Non si può dire con certezza quale di queste teorie sia la più valida; quello che è certo è che la parola è rimasta in uso soprattutto per indicare piccole quantità di vino, generalmente vino della casa, non certamente pregiato.
Il termine è sicuramente di origine veneziana, ma poco a poco si è diffuso in tutto il Veneto, e l’invito rivolto ad un amico “ ’Ndemo bevare un’ombra” ha assunto il significato più ampio di “uscire a bere qualcosa”.
Nel tempo è cambiato il modo di bere il vino anche nel nostro Veneto.
E francamente, a mio avviso, si è anche perso l’uso di definire ombra il bicchiere standard di vino, forse anche perché una volta il nettare di Bacco veniva bevuto solo dagli uomini in osteria, mentre adesso è un’abitudine che ha conquistato anche le donne.
Ma la vedete voi una distinta Signora affacciarsi sul bancone di un bar chiedendo con voce stentorea “ el me daga un’ombra”?
Io proprio no, ed in effetti oggi si usa il termine più delicato di “calice”, che ben si abbina a vini bianchi come il prosecco, oltretutto allontanando il rischio di essere considerata un’ “avvinazzata”.
In fondo è uno dei tanti cambiamenti di costume che ci sono stati anche nel nostro Veneto, e nella specie la sparizione delle “osterie” che erano presenti in ogni Paese e contrada.  Locali  dall’aspetto semplice, con sedie e tavoli di legno scuro, ed un bancone anch’esso di legno scuro su cui troneggiava l’immancabile vetrinetta dove venivano proposti alla clientela i vari “cicchetti”, dall’acciuga col cappero, al mezzo uovo sodo,  ai cipollotti, alle olive,  ai “pevarini”, tutti cibi che avevano una caratteristica comune; stimolare la sete degli avventori fra una partita a carte ed una discussione.

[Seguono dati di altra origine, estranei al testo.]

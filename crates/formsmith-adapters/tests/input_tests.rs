//! Input markup rendered through the real adapters.

mod common;

use std::collections::BTreeMap;

use common::{TestEntity, builder, builder_with_errors, entity};
use formsmith_adapters::MemoryErrorBag;
use formsmith_core::{
    application::FormBuilder,
    domain::{BoundEntity, InputType, OptionValue, Options},
    error::ErrorCategory,
};

const TARGET: &str = "TestController@getWithoutRouteName";
const LABEL: Option<&str> = Some("Test label");

fn none() -> Options {
    Options::new()
}

fn open(forms: &mut FormBuilder) {
    forms.open_form(TARGET, entity(), &Options::new());
}

#[test]
fn renders_an_input() {
    let forms = builder();
    let html = forms.input("testName", None, &none()).unwrap();
    assert!(html.contains("<input"));
    assert!(html.contains(r#"name="testName""#));
}

#[test]
fn validation_errors() {
    let bag = MemoryErrorBag::new();
    let forms = builder_with_errors(bag.clone());

    let html = forms
        .input("testName", LABEL, &Options::new().with("error", "Test error message"))
        .unwrap();
    assert!(html.contains("Test error message"));

    bag.add("testName", "Test error message").unwrap();
    assert!(forms.input("testName", LABEL, &none()).unwrap().contains("Test error message"));

    let suppressed = forms
        .input("testName", LABEL, &Options::new().with("error", false))
        .unwrap();
    assert!(!suppressed.contains("Test error message"));

    bag.add("testName", "Test error message 2").unwrap();
    assert!(!forms.input("testName", LABEL, &none()).unwrap().contains("Test error message 2"));

    let all = forms
        .input("testName", LABEL, &Options::new().with("all-errors", true))
        .unwrap();
    assert!(all.contains("Test error message"));
    assert!(all.contains("Test error message 2"));
}

#[test]
fn errors_for_nested_names_use_dotted_keys() {
    let bag = MemoryErrorBag::new().with("address.city", "City is required");
    let mut forms = builder_with_errors(bag);
    forms.config_mut().set("bootstrap", true);

    let html = forms.input("address[city]", None, &none()).unwrap();
    assert!(html.contains(r#"<span class="help-block">City is required</span>"#));
    assert!(html.contains("has-error"));
}

#[test]
fn attrs_parameter() {
    let forms = builder();
    let html = forms
        .input("testName", LABEL, &Options::new().attr("test-attr", "test-attr-value"))
        .unwrap();
    assert!(html.contains(r#"test-attr="test-attr-value""#));

    let mut attrs = BTreeMap::new();
    attrs.insert("data-x".to_string(), "1".to_string());
    let html = forms
        .input("testName", None, &Options::new().with("attrs", OptionValue::Map(attrs)))
        .unwrap();
    assert!(html.contains(r#"data-x="1""#));
}

#[test]
fn input_ids() {
    let mut forms = builder();
    open(&mut forms);
    let custom = Options::new().with("id", "custom-test-id");

    forms.config_mut().set("generate_id", true);
    assert!(
        forms
            .input("testName", LABEL, &none())
            .unwrap()
            .contains(r#"id="get-without-route-name-test-entity-test-name""#)
    );
    assert!(forms.input("testName", LABEL, &custom).unwrap().contains(r#"id="custom-test-id""#));

    forms.config_mut().set("generate_id", false);
    assert!(
        !forms
            .input("testName", LABEL, &none())
            .unwrap()
            .contains(r#"id="get-without-route-name-test-entity-test-name""#)
    );
    assert!(forms.input("testName", LABEL, &custom).unwrap().contains(r#"id="custom-test-id""#));

    forms.close_form().unwrap();
}

#[test]
fn common_boolean_attributes() {
    let mut forms = builder();
    open(&mut forms);

    for attr in ["required", "readonly", "disabled", "autofocus"] {
        let on = forms.input("testName", LABEL, &Options::new().with(attr, true)).unwrap();
        assert!(on.contains(attr), "{attr}");

        let off = forms.input("testName", LABEL, &Options::new().with(attr, false)).unwrap();
        assert!(!off.contains(attr), "{attr}");

        assert!(!forms.input("testName", LABEL, &none()).unwrap().contains(attr), "{attr}");
    }

    forms.close_form().unwrap();
}

#[test]
fn input_types() {
    let mut forms = builder();
    open(&mut forms);

    let custom = Options::new().with("type", "test-type");
    assert!(forms.input("testName", LABEL, &custom).unwrap().contains(r#"type="test-type""#));
    assert!(
        forms
            .email("testName", LABEL, &custom)
            .unwrap()
            .contains(r#"type="test-type""#)
    );

    let rendered = [
        forms.password("testName", LABEL, &none()),
        forms.file("testName", LABEL, &none()),
        forms.color("testName", LABEL, &none()),
        forms.date("testName", LABEL, &none()),
        forms.datetime("testName", LABEL, &none()),
        forms.datetime_local("testName", LABEL, &none()),
        forms.email("testName", LABEL, &none()),
        forms.number("testName", LABEL, &none()),
        forms.range("testName", LABEL, &none()),
        forms.search("testName", LABEL, &none()),
        forms.tel("testName", LABEL, &none()),
        forms.time("testName", LABEL, &none()),
        forms.url("testName", LABEL, &none()),
        forms.month("testName", LABEL, &none()),
        forms.week("testName", LABEL, &none()),
    ];
    let expected = [
        "password",
        "file",
        "color",
        "date",
        "datetime",
        "datetime-local",
        "email",
        "number",
        "range",
        "search",
        "tel",
        "time",
        "url",
        "month",
        "week",
    ];
    for (html, kind) in rendered.into_iter().zip(expected) {
        assert!(html.unwrap().contains(&format!(r#"type="{kind}""#)), "{kind}");
    }

    let via_kind = forms
        .typed_input(InputType::DatetimeLocal, "testName", LABEL, &none())
        .unwrap();
    assert!(via_kind.contains(r#"type="datetime-local""#));

    forms.close_form().unwrap();
}

#[test]
fn hidden_inputs_are_bare() {
    let mut forms = builder();
    forms.config_mut().set("bootstrap", true);
    open(&mut forms);

    let html = forms.hidden("testName", LABEL, &none()).unwrap();
    assert!(html.starts_with("<input"));
    assert!(!html.contains("<label"));
    assert!(!html.contains("<div"));
}

#[test]
fn form_control_class() {
    let mut forms = builder();

    forms.config_mut().set("bootstrap", true);
    open(&mut forms);
    assert!(forms.input("testName", LABEL, &none()).unwrap().contains("form-control"));
    let custom = forms
        .input(
            "testName",
            LABEL,
            &Options::new().with("form-control-class", "custom-from-control"),
        )
        .unwrap();
    assert!(!custom.contains("form-control"));
    assert!(custom.contains("custom-from-control"));
    forms.close_form().unwrap();

    forms.config_mut().set("bootstrap", false);
    open(&mut forms);
    assert!(!forms.input("testName", LABEL, &none()).unwrap().contains("form-control"));
    forms.close_form().unwrap();
}

#[test]
fn per_call_class() {
    let mut forms = builder();
    open(&mut forms);

    let with_class = forms
        .input("testName", LABEL, &Options::new().with("class", "test-class"))
        .unwrap();
    let without = forms.input("testName", LABEL, &none()).unwrap();
    assert!(with_class.contains("test-class"));
    assert!(!without.contains("test-class"));

    forms.close_form().unwrap();
}

#[test]
fn input_group_addons() {
    let mut forms = builder();
    open(&mut forms);

    let grouped = forms
        .input(
            "testName",
            LABEL,
            &Options::new()
                .with("input-group", "test-group")
                .with("input-group-after", ".00"),
        )
        .unwrap();
    assert!(grouped.contains(r#"<div class="input-group"><span class="input-group-addon">test-group</span><input"#));
    assert!(grouped.contains(r#"<span class="input-group-addon">.00</span></div>"#));
    assert!(!forms.input("testName", LABEL, &none()).unwrap().contains("test-group"));

    forms.close_form().unwrap();
}

#[test]
fn only_input_parameter() {
    let mut forms = builder();
    open(&mut forms);

    let bare = forms.input("testName", LABEL, &Options::new().with("only-input", true)).unwrap();
    assert!(bare.starts_with("<input"));

    let wrapped = forms.input("testName", LABEL, &Options::new().with("only-input", false)).unwrap();
    assert!(!wrapped.starts_with("<input"));
    assert!(!forms.input("testName", LABEL, &none()).unwrap().starts_with("<input"));

    forms.close_form().unwrap();
}

#[test]
fn wrappers() {
    let mut forms = builder();
    {
        let config = forms.config_mut();
        config.set("bootstrap", true);
        config.set("generate_id", true);
        config.set("use_grid", true);
        config.set("form_group_wrapper", true);
        config.set("label_after", "label-after-sign");
    }
    let field_for = r#"for="get-without-route-name-test-entity-test-name""#;

    open(&mut forms);
    let html = forms.input("testName", LABEL, &none()).unwrap();
    assert!(html.starts_with("<div"));
    for class in ["form-group", "control-label", "col-sm-2", "col-sm-10"] {
        assert!(html.contains(class), "{class}");
    }
    assert!(html.contains("<label"));
    assert!(html.contains(field_for));
    assert!(html.contains("</label>"));
    assert!(html.contains("Test labellabel-after-sign"));
    forms.close_form().unwrap();

    forms.config_mut().set("bootstrap", false);
    open(&mut forms);
    let html = forms.input("testName", LABEL, &none()).unwrap();
    assert!(html.starts_with("<div"));
    for class in ["form-group", "control-label", "col-sm-2", "col-sm-10"] {
        assert!(!html.contains(class), "{class}");
    }
    assert!(html.contains(field_for));
    assert!(html.contains("label-after-sign"));
    forms.close_form().unwrap();

    forms.config_mut().set("bootstrap", true);
    forms.config_mut().set("use_grid", false);
    open(&mut forms);
    let html = forms.input("testName", LABEL, &none()).unwrap();
    assert!(html.starts_with("<div"));
    assert!(html.contains("form-group"));
    assert!(html.contains("control-label"));
    assert!(!html.contains("col-sm-2"));
    assert!(!html.contains("col-sm-10"));
    assert!(html.contains(field_for));
    forms.close_form().unwrap();

    forms.config_mut().set("use_grid", true);
    forms.config_mut().set("generate_id", false);
    open(&mut forms);
    assert!(!forms.input("testName", LABEL, &none()).unwrap().contains(r#"for=""#));

    forms.config_mut().set("generate_id", true);
    forms.config_mut().set("form_group_wrapper", false);
    open(&mut forms);
    assert!(!forms.input("testName", LABEL, &none()).unwrap().starts_with("<div"));

    forms.config_mut().set("wrapper", false);
    open(&mut forms);
    assert!(!forms.input("testName", LABEL, &none()).unwrap().contains("div"));
    assert_eq!(forms.open_forms(), 3);

    forms.reset();
    {
        let config = forms.config_mut();
        config.set("bootstrap", true);
        config.set("use_grid", true);
    }

    open(&mut forms);
    let html = forms.input("testName", LABEL, &Options::new().with("label", false)).unwrap();
    assert!(!html.contains("<label"));
    assert!(html.contains("col-sm-offset-2"));
    forms.close_form().unwrap();

    open(&mut forms);
    let classes = [
        ("wrapper-class", "test-wrapper-class"),
        ("form-group-wrapper-class", "test-form-group-wrapper-class"),
        ("label-class", "test-label-class"),
        ("control-label-class", "test-control-label-class"),
        ("form-group-class", "test-form-group-class"),
        ("form-control-class", "test-form-control-class"),
        ("label-grid-class", "test-label-grid-class"),
        ("input-grid-class", "test-input-grid-class"),
    ];
    let options: Options = classes
        .iter()
        .map(|(key, value)| (*key, OptionValue::from(*value)))
        .collect();
    let html = forms.input("testName", LABEL, &options).unwrap();
    for (_, class) in classes {
        assert!(html.contains(class), "{class}");
    }
    forms.close_form().unwrap();
}

#[test]
fn label_position_after() {
    let forms = builder();
    let html = forms
        .input("testName", LABEL, &Options::new().with("label-position", "after"))
        .unwrap();
    let input_at = html.find("<input").unwrap();
    let label_at = html.find("<label").unwrap();
    assert!(input_at < label_at);
}

#[test]
fn label_text_option_overrides_argument() {
    let forms = builder();
    let html = forms
        .input("testName", LABEL, &Options::new().with("label", "Other <b>"))
        .unwrap();
    assert!(html.contains("Other &lt;b&gt;"));
    assert!(!html.contains("Test label"));
}

#[test]
fn values_come_from_bound_entity() {
    let mut forms = builder();
    let user = TestEntity {
        test_name: "Ada \"Countess\"".into(),
    };
    forms.open_form(TARGET, Some(BoundEntity::of(&user)), &none());

    let html = forms.input("testName", LABEL, &none()).unwrap();
    assert!(html.contains(r#"value="Ada &quot;Countess&quot;""#));

    let explicit = forms
        .input("testName", LABEL, &Options::new().with("value", "typed"))
        .unwrap();
    assert!(explicit.contains(r#"value="typed""#));

    assert!(!forms.password("testName", LABEL, &none()).unwrap().contains("value="));
    assert!(!forms.input("missing", LABEL, &none()).unwrap().contains("value="));

    forms.close_form().unwrap();
}

#[test]
fn require_form_rejects_stray_inputs() {
    let mut forms = builder();
    forms.config_mut().set("require_form", true);

    let err = forms.input("testName", LABEL, &none()).unwrap_err();
    assert_eq!(err.category(), ErrorCategory::State);

    open(&mut forms);
    assert!(forms.input("testName", LABEL, &none()).is_ok());
}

Il tutto avvolto in una  stagnante nuvola di fumo, dato che allora sigarette,  pipe e sigari, non erano ancora vietati nei luoghi pubblici.
Non è invece cambiato l’uso di consumare “el bacalà”, sempre presente nel menù di numerosi ristoranti.
Bacalà che da cibo delle classi più povere è diventato ormai un piatto di una certa raffinatezza, complice anche l’alto costo del merluzzo essiccato norvegese.
In fondo questo segna il ritorno ad un tipo di cucina “cucinata”, una cucina di sostanza, una cucina golosa.
Quella delle porzioni “abbondanti”, che mal si conciliano con quelle “avare” di certa cucina “creativa”.
Una cucina che ricorda più i piatti delle nostre nonne, che non le quantità “chirurgiche” delle opere d’arte degli chef più quotati.
In questo modo “polenta e bacalà, e vin”, anche se il termine “ombra” sta andando in disuso, continuerà ad essere un’accoppiata che costituisce una sorta di “piatto identitario” del nostro Veneto, da trasmettere anche alle nuove generazioni, i Veneti di domani.